Conditions Precedent.

This Amendment shall become effective as of the date first above written upon satisfaction of each of the following conditions:

(a)the Administrative Agent or its counsel shall have received (including by way of electronic transmission) this Amendment duly executed and delivered (or counterparts hereof) by the Administrative Agent and each Grantor.

 

Section 5.

Reference to and Effect on the Security Agreement and the Credit Documents.

(a)Except as expressly provided herein (i) the Security Agreement and the other Credit Documents shall be unmodified and shall continue to be in full force and effect in accordance with their terms and are hereby in all respects ratified and confirmed, (ii) the agreements of the Administrative Agent set forth herein shall be limited strictly as written, and (iii) this Amendment shall not be deemed a waiver of any term or condition of the Security Agreement or any other Credit Document and shall not be deemed to limit, impair, constitute a waiver of, or otherwise affect or prejudice any right or rights which the Administrative Agent or any Lender may now have or may have in the future under or in connection with the Security Agreement or any other Credit Document or any of the instruments or agreements referred to therein, as the same may be amended from time to time.

(b)Each Grantor hereby affirms its obligations under the Security Agreement (as amended hereby) and the other Credit Documents and confirms its grant of a security interest in and Administrative Agent’s Lien on its assets as Collateral for the Obligations and acknowledges and affirms that such guarantee and/or grant is and shall remain in full force and effect in respect of, and to secure, the Obligations, in each case, in accordance with and subject to the terms of the Security Agreement and the other Credit Documents, as applicable.

(c)Upon and after the date hereof, each reference in the Security Agreement to “this Agreement”, “hereunder”, “herein”, “hereof” or words of like import referring to the Security Agreement, and each reference in the other Credit Documents to the “Security Agreement”, “thereunder”, “therein”, “thereof” or words of like import referring to the Security Agreement, shall mean and be a reference to the Security Agreement as modified and amended by this Agreement.
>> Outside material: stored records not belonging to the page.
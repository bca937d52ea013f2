use serde::Serialize;
use tokio::task::JoinHandle;
use tokio_util::sync::CancellationToken;
use crate::types::PollConfig;

#[derive(Clone, Copy, Debug, PartialEq, Eq, Serialize)]
#[serde(rename_all = "snake_case")]
pub enum SchedulerState {
    /// No cycle.
    Idle,
    /// Cycle active, timer armed.
    Scheduled,
    /// A fetch/store of the current cycle is in flight.
    Ticking,
}

/// The run token a cycle's timer task carries around.
#[derive(Clone, Debug)]
pub struct Cycle {
    pub epoch: u64,
    pub config: PollConfig,
}

pub(crate) struct CycleSlot {
    cycle: Cycle,
    token: CancellationToken,
    handle: JoinHandle<()>,
    ticking: bool,
}

/// Which cycle is current and whether it has a tick in flight.
///
/// Lives behind the scheduler's single mutex; every transition happens with
/// that lock held and none of these methods await.
pub(crate) struct CycleLedger {
    epoch: u64,
    current: Option<CycleSlot>,
    draining: Vec<JoinHandle<()>>,
}

impl CycleLedger {
    pub fn new() -> Self {
        CycleLedger {
            epoch: 0,
            current: None,
            draining: Vec::new(),
        }
    }

    pub fn state(&self) -> SchedulerState {
        match &self.current {
            None => SchedulerState::Idle,
            Some(slot) if slot.ticking => SchedulerState::Ticking,
            Some(_) => SchedulerState::Scheduled,
        }
    }

    pub fn current(&self) -> Option<&Cycle> {
        self.current.as_ref().map(|slot| &slot.cycle)
    }

    /// Reserves the epoch of the next cycle. Every epoch is handed out once.
    pub fn next_epoch(&mut self) -> u64 {
        self.epoch += 1;
        self.epoch
    }

    /// `Idle|Scheduled|Ticking --start/reconfigure--> Scheduled`.
    ///
    /// The previous cycle, if any, is cancelled before this returns.
    pub fn install(&mut self, cycle: Cycle, token: CancellationToken, handle: JoinHandle<()>) -> Option<Cycle> {
        let retired = self.retire();
        self.current = Some(CycleSlot {
            cycle,
            token,
            handle,
            ticking: false,
        });
        retired
    }

    /// `Scheduled|Ticking --stop--> Idle`. Returns the retired cycle.
    pub fn retire(&mut self) -> Option<Cycle> {
        self.draining.retain(|handle| !handle.is_finished());
        let slot = self.current.take()?;
        slot.token.cancel();
        self.draining.push(slot.handle);
        Some(slot.cycle)
    }

    /// `Scheduled --timer fires--> Ticking`, only for the current cycle.
    pub fn begin_tick(&mut self, epoch: u64) -> bool {
        match &mut self.current {
            Some(slot) if slot.cycle.epoch == epoch => {
                slot.ticking = true;
                true
            }
            _ => false,
        }
    }

    /// `Ticking --fetch/store completes--> Scheduled`. A retired cycle's tick
    /// finishing late leaves the newer cycle untouched.
    pub fn end_tick(&mut self, epoch: u64) {
        if let Some(slot) = &mut self.current {
            if slot.cycle.epoch == epoch {
                slot.ticking = false;
            }
        }
    }

    pub fn is_current(&self, epoch: u64) -> bool {
        self.current.as_ref().is_some_and(|slot| slot.cycle.epoch == epoch)
    }

    /// Hands out the timer tasks of retired cycles so they can be awaited.
    pub fn take_draining(&mut self) -> Vec<JoinHandle<()>> {
        std::mem::take(&mut self.draining)
    }
}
(d)This Amendment shall constitute a Credit Document.

 

Section 6.

Execution in Counterparts.

This Amendment may be executed in any number of counterparts and by the different parties hereto on separate counterparts, each of which counterparts when executed and delivered shall be an original, but all of which shall together constitute one and the same instrument. Delivery by electronic transmission (including .pdf) of an executed counterpart of a signature page to this Amendment shall be effective as delivery of an original executed counterpart of this Amendment.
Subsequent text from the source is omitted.